- Opening Delimiter -
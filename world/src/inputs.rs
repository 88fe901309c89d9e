//! Validation and application of player input events.

use rampart_core::{
    AbilityActivation, ConfigError, Event, HeroDeployment, HeroId, HeroState, InputAction,
    InputEvent, InputRejection, Relic, SkillId, TurretId,
};

use crate::World;

/// Applies an input event or reports why it was dropped.
pub(crate) fn apply_input(world: &mut World, event: InputEvent, out_events: &mut Vec<Event>) {
    let tick = world.tick;
    if let Err(reason) = try_apply(world, event, out_events) {
        world.stats.inputs_rejected = world.stats.inputs_rejected.saturating_add(1);
        out_events.push(Event::InputRejected { tick, reason });
    }
}

fn try_apply(
    world: &mut World,
    event: InputEvent,
    out_events: &mut Vec<Event>,
) -> Result<(), InputRejection> {
    if event.tick != world.tick {
        return Err(InputRejection::NotDue {
            event_tick: event.tick,
            tick: world.tick,
        });
    }
    if world.outcome.is_some() {
        return Err(InputRejection::RunEnded);
    }

    match event.action {
        InputAction::DeployHero { deployment } => deploy(world, &deployment, out_events),
        InputAction::MoveHero { hero, to } => {
            let index = world
                .hero_index(hero)
                .ok_or(InputRejection::UnknownHero(hero))?;
            if !world.config.field.contains(to) {
                return Err(InputRejection::OutsideField);
            }
            world.heroes[index].commanded_to = Some(to);
            world.set_hero_state(hero, HeroState::Commanded, out_events);
            Ok(())
        }
        InputAction::FocusTarget { enemy } => {
            if let Some(enemy) = enemy {
                if world.live_enemy(enemy).is_none() {
                    return Err(InputRejection::UnknownEnemy(enemy));
                }
            }
            for hero in &mut world.heroes {
                hero.focus = enemy;
            }
            Ok(())
        }
        InputAction::SelectRelic { relic } => select_relic(world, relic, out_events),
        InputAction::ActivateAbility { ability } => match ability {
            AbilityActivation::HeroSkill { hero, skill } => queue_skill(world, hero, skill),
            AbilityActivation::TurretOvercharge { turret } => {
                overcharge(world, turret, out_events)
            }
        },
    }
}

fn deploy(
    world: &mut World,
    deployment: &HeroDeployment,
    out_events: &mut Vec<Event>,
) -> Result<(), InputRejection> {
    world
        .config
        .validate_hero_deployment(deployment)
        .map_err(|error| match error {
            ConfigError::UnknownHeroDefinition(definition) => {
                InputRejection::UnknownDefinition(definition)
            }
            ConfigError::PlacementOutsideField { .. } => InputRejection::OutsideField,
            _ => InputRejection::InvalidRank,
        })?;

    let hero = world
        .deploy_hero(deployment)
        .ok_or(InputRejection::UnknownDefinition(deployment.definition))?;
    out_events.push(Event::HeroDeployed {
        hero,
        definition: deployment.definition,
    });
    Ok(())
}

fn select_relic(
    world: &mut World,
    relic: Relic,
    out_events: &mut Vec<Event>,
) -> Result<(), InputRejection> {
    let limit = usize::try_from(world.config.combat.max_relics).unwrap_or(usize::MAX);
    if world.relics.len() >= limit {
        return Err(InputRejection::RelicLimitReached);
    }
    if relic.magnitude().is_negative() {
        return Err(InputRejection::InvalidRelic);
    }

    let modifiers = &mut world.modifiers;
    match relic {
        Relic::Whetstone { damage_bonus } => modifiers.damage_bonus += damage_bonus,
        Relic::WarDrums { attack_speed_bonus } => {
            modifiers.attack_speed_bonus += attack_speed_bonus;
        }
        Relic::Hourglass { cooldown_reduction } => {
            modifiers.cooldown_reduction = (modifiers.cooldown_reduction + cooldown_reduction)
                .min(world.config.combat.max_cooldown_reduction);
        }
        Relic::Masonry { fortress_repair } => {
            let _ = world.fortress.health.heal(fortress_repair);
        }
    }

    world.relics.push(relic);
    out_events.push(Event::RelicSelected { relic });
    Ok(())
}

fn queue_skill(world: &mut World, hero: HeroId, skill: SkillId) -> Result<(), InputRejection> {
    let index = world
        .hero_index(hero)
        .ok_or(InputRejection::UnknownHero(hero))?;
    let entry = &world.heroes[index];
    let usable = world
        .config
        .content
        .hero(entry.definition)
        .and_then(|definition| definition.skill(skill))
        .is_some_and(|definition| !definition.is_passive() && definition.is_unlocked(entry.level));
    if !usable {
        return Err(InputRejection::SkillUnavailable { hero, skill });
    }

    let ready_at = entry.skill_ready_at(skill);
    if ready_at > world.tick {
        return Err(InputRejection::OnCooldown { ready_at });
    }

    let entry = &mut world.heroes[index];
    if !entry.pending_casts.contains(&skill) {
        entry.pending_casts.push(skill);
    }
    Ok(())
}

fn overcharge(
    world: &mut World,
    turret: TurretId,
    out_events: &mut Vec<Event>,
) -> Result<(), InputRejection> {
    let index = world
        .turret_index(turret)
        .ok_or(InputRejection::UnknownTurret(turret))?;
    let tick = world.tick;
    let rules = world.config.combat;
    let entry = &mut world.turrets[index];
    if tick < entry.overcharge_ready_at {
        return Err(InputRejection::OnCooldown {
            ready_at: entry.overcharge_ready_at,
        });
    }

    entry.overcharge_until = tick.saturating_add(u64::from(rules.overcharge_duration_ticks));
    entry.overcharge_ready_at = tick.saturating_add(u64::from(rules.overcharge_cooldown_ticks));
    out_events.push(Event::TurretOvercharged {
        turret,
        until: entry.overcharge_until,
    });
    Ok(())
}
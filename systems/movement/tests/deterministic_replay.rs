use std::{
    collections::hash_map::DefaultHasher,
    hash::{Hash, Hasher},
};

use proptest::prelude::*;
use rampart_core::{Body, Command, EnemyDefinitionId, Fixed, SimConfig};
use rampart_system_movement::Movement;
use rampart_world::{self as world, query, World};

#[test]
fn deterministic_replay_produces_identical_bodies() {
    let first = replay(&[3, 9, 9, 17, 12]);
    let second = replay(&[3, 9, 9, 17, 12]);

    assert_eq!(first, second, "replay diverged between runs");
    assert_eq!(fingerprint(&first), fingerprint(&second));
}

proptest! {
    #![proptest_config(ProptestConfig::with_cases(24))]

    #[test]
    fn crowded_lanes_stay_inside_the_field(lanes in proptest::collection::vec(0i32..=24, 1..8)) {
        let bodies = replay(&lanes);
        let field = SimConfig::demo().field;
        for body in bodies {
            prop_assert!(field.contains(body.position));
        }
    }
}

fn replay(lanes: &[i32]) -> Vec<Body> {
    let mut world = World::new(77, SimConfig::demo()).expect("valid config");
    let mut movement = Movement::new();
    let mut events = Vec::new();

    for (spawn_tick, lane) in lanes.iter().enumerate() {
        world::apply(
            &mut world,
            Command::SpawnEnemy {
                definition: EnemyDefinitionId::new(1),
                lane_y: Fixed::from_int(*lane),
                wave: 1,
                next_spawn_tick: spawn_tick as u64,
            },
            &mut events,
        );

        for _ in 0..20 {
            let config = query::config(&world);
            let mut commands = Vec::new();
            movement.handle(
                query::heroes(&world),
                query::enemies(&world),
                &config.content,
                &config.physics,
                config.field,
                query::fortress(&world).line_x,
                &mut commands,
            );
            for command in commands {
                world::apply(&mut world, command, &mut events);
            }
            world::apply(&mut world, Command::Cleanup, &mut events);
        }
    }

    query::heroes(&world)
        .iter()
        .map(|hero| hero.body)
        .chain(query::enemies(&world).iter().map(|enemy| enemy.body))
        .collect()
}

fn fingerprint(bodies: &[Body]) -> u64 {
    let mut hasher = DefaultHasher::new();
    bodies.hash(&mut hasher);
    hasher.finish()
}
- Closing Delimiter -
- **WHAT IS REQUIRED**: Line by line, retype the data exactly as written.

- **RESPONSE**:
filename world/src/inputs.rs
repository 88fe901309c89d9e
//! Validation and application of player input events.

use rampart_core::{
    AbilityActivation, ConfigError, Event, HeroDeployment, HeroId, HeroState, InputAction,
    InputEvent, InputRejection, Relic, SkillId, TurretId,
};

use crate::World;

/// Applies an input event or reports why it was dropped.
pub(crate) fn apply_input(world: &mut World, event: InputEvent, out_events: &mut Vec<Event>) {
    let tick = world.tick;
    if let Err(reason) = try_apply(world, event, out_events) {
        world.stats.inputs_rejected = world.stats.inputs_rejected.saturating_add(1);
        out_events.push(Event::InputRejected { tick, reason });
    }
}

fn try_apply(
    world: &mut World,
    event: InputEvent,
    out_events: &mut Vec<Event>,
) -> Result<(), InputRejection> {
    if event.tick != world.tick {
        return Err(InputRejection::NotDue {
            event_tick: event.tick,
            tick: world.tick,
        });
    }
    if world.outcome.is_some() {
        return Err(InputRejection::RunEnded);
    }

    match event.action {
        InputAction::DeployHero { deployment } => deploy(world, &deployment, out_events),
        InputAction::MoveHero { hero, to } => {
            let index = world
                .hero_index(hero)
                .ok_or(InputRejection::UnknownHero(hero))?;
            if !world.config.field.contains(to) {
                return Err(InputRejection::OutsideField);
            }
            world.heroes[index].commanded_to = Some(to);
            world.set_hero_state(hero, HeroState::Commanded, out_events);
            Ok(())
        }
        InputAction::FocusTarget { enemy } => {
            if let Some(enemy) = enemy {
                if world.live_enemy(enemy).is_none() {
                    return Err(InputRejection::UnknownEnemy(enemy));
                }
            }
            for hero in &mut world.heroes {
                hero.focus = enemy;
            }
            Ok(())
        }
        InputAction::SelectRelic { relic } => select_relic(world, relic, out_events),
        InputAction::ActivateAbility { ability } => match ability {
            AbilityActivation::HeroSkill { hero, skill } => queue_skill(world, hero, skill),
            AbilityActivation::TurretOvercharge { turret } => {
                overcharge(world, turret, out_events)
            }
        },
    }
}

fn deploy(
    world: &mut World,
    deployment: &HeroDeployment,
    out_events: &mut Vec<Event>,
) -> Result<(), InputRejection> {
    world
        .config
        .validate_hero_deployment(deployment)
        .map_err(|error| match error {
            ConfigError::UnknownHeroDefinition(definition) => {
                InputRejection::UnknownDefinition(definition)
            }
            ConfigError::PlacementOutsideField { .. } => InputRejection::OutsideField,
            _ => InputRejection::InvalidRank,
        })?;

    let hero = world
        .deploy_hero(deployment)
        .ok_or(InputRejection::UnknownDefinition(deployment.definition))?;
    out_events.push(Event::HeroDeployed {
        hero,
        definition: deployment.definition,
    });
    Ok(())
}

fn select_relic(
    world: &mut World,
    relic: Relic,
    out_events: &mut Vec<Event>,
) -> Result<(), InputRejection> {
    let limit = usize::try_from(world.config.combat.max_relics).unwrap_or(usize::MAX);
    if world.relics.len() >= limit {
        return Err(InputRejection::RelicLimitReached);
    }
    if relic.magnitude().is_negative() {
        return Err(InputRejection::InvalidRelic);
    }

    let modifiers = &mut world.modifiers;
    match relic {
        Relic::Whetstone { damage_bonus } => modifiers.damage_bonus += damage_bonus,
        Relic::WarDrums { attack_speed_bonus } => {
            modifiers.attack_speed_bonus += attack_speed_bonus;
        }
        Relic::Hourglass { cooldown_reduction } => {
            modifiers.cooldown_reduction = (modifiers.cooldown_reduction + cooldown_reduction)
                .min(world.config.combat.max_cooldown_reduction);
        }
        Relic::Masonry { fortress_repair } => {
            let _ = world.fortress.health.heal(fortress_repair);
        }
    }

    world.relics.push(relic);
    out_events.push(Event::RelicSelected { relic });
    Ok(())
}

fn queue_skill(world: &mut World, hero: HeroId, skill: SkillId) -> Result<(), InputRejection> {
    let index = world
        .hero_index(hero)
        .ok_or(InputRejection::UnknownHero(hero))?;
    let entry = &world.heroes[index];
    let usable = world
        .config
        .content
        .hero(entry.definition)
        .and_then(|definition| definition.skill(skill))
        .is_some_and(|definition| !definition.is_passive() && definition.is_unlocked(entry.level));
    if !usable {
        return Err(InputRejection::SkillUnavailable { hero, skill });
    }

    let ready_at = entry.skill_ready_at(skill);
    if ready_at > world.tick {
        return Err(InputRejection::OnCooldown { ready_at });
    }

    let entry = &mut world.heroes[index];
    if !entry.pending_casts.contains(&skill) {
        entry.pending_casts.push(skill);
    }
    Ok(())
}

fn overcharge(
    world: &mut World,
    turret: TurretId,
    out_events: &mut Vec<Event>,
) -> Result<(), InputRejection> {
    let index = world
        .turret_index(turret)
        .ok_or(InputRejection::UnknownTurret(turret))?;
    let tick = world.tick;
    let rules = world.config.combat;
    let entry = &mut world.turrets[index];
    if tick < entry.overcharge_ready_at {
        return Err(InputRejection::OnCooldown {
            ready_at: entry.overcharge_ready_at,
        });
    }

    entry.overcharge_until = tick.saturating_add(u64::from(rules.overcharge_duration_ticks));
    entry.overcharge_ready_at = tick.saturating_add(u64::from(rules.overcharge_cooldown_ticks));
    out_events.push(Event::TurretOvercharged {
        turret,
        until: entry.overcharge_until,
    });
    Ok(())
}
filename systems/movement/tests/deterministic_replay.rs
use std::{
    collections::hash_map::DefaultHasher,
    hash::{Hash, Hasher},
};

use proptest::prelude::*;
use rampart_core::{Body, Command, EnemyDefinitionId, Fixed, SimConfig};
use rampart_system_movement::Movement;
use rampart_world::{self as world, query, World};

#[test]
fn deterministic_replay_produces_identical_bodies() {
    let first = replay(&[3, 9, 9, 17, 12]);
    let second = replay(&[3, 9, 9, 17, 12]);

    assert_eq!(first, second, "replay diverged between runs");
    assert_eq!(fingerprint(&first), fingerprint(&second));
}

proptest! {
    #![proptest_config(ProptestConfig::with_cases(24))]

    #[test]
    fn crowded_lanes_stay_inside_the_field(lanes in proptest::collection::vec(0i32..=24, 1..8)) {
        let bodies = replay(&lanes);
        let field = SimConfig::demo().field;
        for body in bodies {
            prop_assert!(field.contains(body.position));
        }
    }
}

fn replay(lanes: &[i32]) -> Vec<Body> {
    let mut world = World::new(77, SimConfig::demo()).expect("valid config");
    let mut movement = Movement::new();
    let mut events = Vec::new();

    for (spawn_tick, lane) in lanes.iter().enumerate() {
        world::apply(
            &mut world,
            Command::SpawnEnemy {
                definition: EnemyDefinitionId::new(1),
                lane_y: Fixed::from_int(*lane),
                wave: 1,
                next_spawn_tick: spawn_tick as u64,
            },
            &mut events,
        );

        for _ in 0..20 {
            let config = query::config(&world);
            let mut commands = Vec::new();
            movement.handle(
                query::heroes(&world),
                query::enemies(&world),
                &config.content,
                &config.physics,
                config.field,
                query::fortress(&world).line_x,
                &mut commands,
            );
            for command in commands {
                world::apply(&mut world, command, &mut events);
            }
            world::apply(&mut world, Command::Cleanup, &mut events);
        }
    }

    query::heroes(&world)
        .iter()
        .map(|hero| hero.body)
        .chain(query::enemies(&world).iter().map(|enemy| enemy.body))
        .collect()
}

fn fingerprint(bodies: &[Body]) -> u64 {
    let mut hasher = DefaultHasher::new();
    bodies.hash(&mut hasher);
    hasher.finish()
}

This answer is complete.